Stéphane Magron, Atelier de Nouvelles, Professeur Wim Toebosch


Les trois bougies

nouvelle d'atmosphère



La bouteille était à portée de main et le tire-bouchon n'attendait plus que la paume de son maître. Tout était prêt sur la table : la nappe repassée deux fois et soigneusement tirée, les deux assiettes, les couverts, la fourchette à gauche et le couteau à droite, deux verres différents pour chaque assiette, le plus gros pour l'eau et le petit pour le vin, les serviettes pliées à la perfection, la carafe d'eau claire, le chandelier et ses trois bougies allumées, la rose jaune dans son vase et les chaises en face de chaque couvert. Le disque tournait. La voix de Billie Holiday diffusait toute sa chaleur dans le salon de tentures. Le vin devenait parfaitement chambré. Les flammes dansaient sur des tableaux vifs ; le rouge flirtait avec le jaune, l'orangé procurait un certain bien-être, une envie de se détendre, de s'allonger, de rester, longtemps, très longtemps.
Le piège était parfaitement tendu. Il était visiblement impossible de résister.

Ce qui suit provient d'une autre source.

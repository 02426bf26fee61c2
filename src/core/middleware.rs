//! 核心中间件模块

use axum::{extract::Request, middleware::Next, response::Response};
use std::time::Instant;
use tracing::{info, warn};

/// 请求日志中间件
pub async fn request_logging_middleware(req: Request, next: Next) -> Response {
    let start = Instant::now();
    let method = req.method().clone();
    let uri = req.uri().clone();

    let response = next.run(req).await;
    let status = response.status();
    let elapsed_ms = start.elapsed().as_millis() as u64;

    if status.is_server_error() {
        warn!(%method, %uri, status = status.as_u16(), elapsed_ms, "request failed");
    } else {
        info!(%method, %uri, status = status.as_u16(), elapsed_ms, "request handled");
    }

    response
}
//! 核心层：错误处理、提取器、中间件、分页

pub mod error;
pub mod extract;
pub mod middleware;
pub mod pagination;
use anyhow::Context;
use supermarket_prices::{
    config::load_config, create_router, infrastructure::logger::Logger, AppState, Database,
};
use tokio::{net::TcpListener, signal};
use tracing::{error, info};

#[tokio::main]
async fn main() -> anyhow::Result<()> {
    let config = load_config().context("failed to load configuration")?;
    Logger::init(&config.logging.level);

    info!("Starting supermarket price server...");

    let database = Database::connect(&config.database).await.map_err(|e| {
        error!("Failed to initialize database: {}", e);
        e
    })?;

    let app = create_router(AppState::new(database.clone()));

    let address = config.listen_address();
    let listener = TcpListener::bind(&address)
        .await
        .with_context(|| format!("failed to bind {address}"))?;

    info!("🚀 Server running on http://{}", listener.local_addr()?);
    info!("   GET    /supermarkets/              - List supermarkets (?skip&limit)");
    info!("   POST   /supermarkets/              - Create supermarket");
    info!("   GET    /supermarkets-nearby        - Nearby supermarkets (?latitude&longitude&radius)");
    info!("   GET    /products/search            - Search products by name (?q)");
    info!("   POST   /prices/                    - Record a price");
    info!("   GET    /prices/compare/:product_id - Compare prices across supermarkets");

    axum::serve(listener, app)
        .with_graceful_shutdown(shutdown_signal())
        .await?;

    database.close().await;
    info!("Server stopped");

    Ok(())
}

async fn shutdown_signal() {
    let ctrl_c = async {
        if let Err(e) = signal::ctrl_c().await {
            error!("Failed to install Ctrl+C handler: {}", e);
            std::future::pending::<()>().await;
        }
        info!("Received Ctrl+C, shutting down");
    };

    #[cfg(unix)]
    let terminate = async {
        match signal::unix::signal(signal::unix::SignalKind::terminate()) {
            Ok(mut stream) => {
                stream.recv().await;
                info!("Received terminate signal, shutting down");
            }
            Err(e) => {
                error!("Failed to install SIGTERM handler: {}", e);
                std::future::pending::<()>().await;
            }
        }
    };

    #[cfg(not(unix))]
    let terminate = std::future::pending::<()>();

    tokio::select! {
        _ = ctrl_c => {},
        _ = terminate => {},
    }
}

Même lui avait beaucoup de difficultés à ne pas sombrer dans un doux repos. Il en avait peut-être trop fait. Les bougies se consumaient lentement. Quelques coulées naissaient et longeaient la surface lisse sur toute sa hauteur pour arriver, sans bruit, dans le réceptacle du chandelier. Le temps s'écoulait, au rythme des lueurs vacillantes. Ses yeux pétillaient et son cÏur battait si fort à l'idée de sa venue. Elle frapperait à la porte. Il lui ouvrirait, lui dirait d'entrer, tout en reculant maladroitement. Elle sourirait, amusée. Puis elle regarderait la table. Un autre sourire, plus grand, viendrait illuminer sa peau de cannelle. Il la ferait asseoir et s'occuperait de tout. Elle serait subjuguée. Il avait tout prévu. Rien n'avait été laissé au hasard.
Et les bougies diminuaient imperceptiblement. Il les fixait et se laissait envoûter. Les coulées se multipliaient. Elles empruntaient de nouvelles voies ou venaient grossir d'anciennes. Les caresses de la cire liquide semblaient d'une telle douceur pour la bougie. Et ses caresses à elle, il n'osait y penser. Comme elles devaient être douces.
Après le dîner, ils iraient se détendre sur le divan. La souplesse du feutre serait son allié. Ils parleraient, un verre en main, et riraient des autres, sans méchanceté. Ils riraient surtout du bourreau des cÏurs qui sévissait à l'université. Il jouait avec les filles, profitait d'elles et ne pourrait jamais connaître leur bonheur. Ils seraient si près l'un de l'autre qu'un mouvement, un seul, leur ferait sentir la chaleur de leur peau. Et puis. Et puis... Les bougies étaient maintenant en voie d'extinction. Peu importe, elle n'allait pas tarder et il en avait d'autres. Il suffisait de les remplacer mais ses membres étaient lourds. Trop lourds pour en faire usage. Il somnolait déjà. Les bougies attendraient.
Quand il se réveilla, la pièce était plongée dans la nuit et Billie ne chantait plus. Tout le monde s'était couché. Les bougies dans un lit de cire et la chanteuse dans un lit de vinyl. Un frisson le parcourut. La chaleur avait aussi quitté l'endroit. Il bâilla, s'étira, se leva et alluma l'ampoule éblouissante du plafond. Il empoigna le tire-bouchon et la bouteille. Le liège céda d'un coup sec, et le Bordeaux Graves délivra enfin son bouquet vieux de treize ans.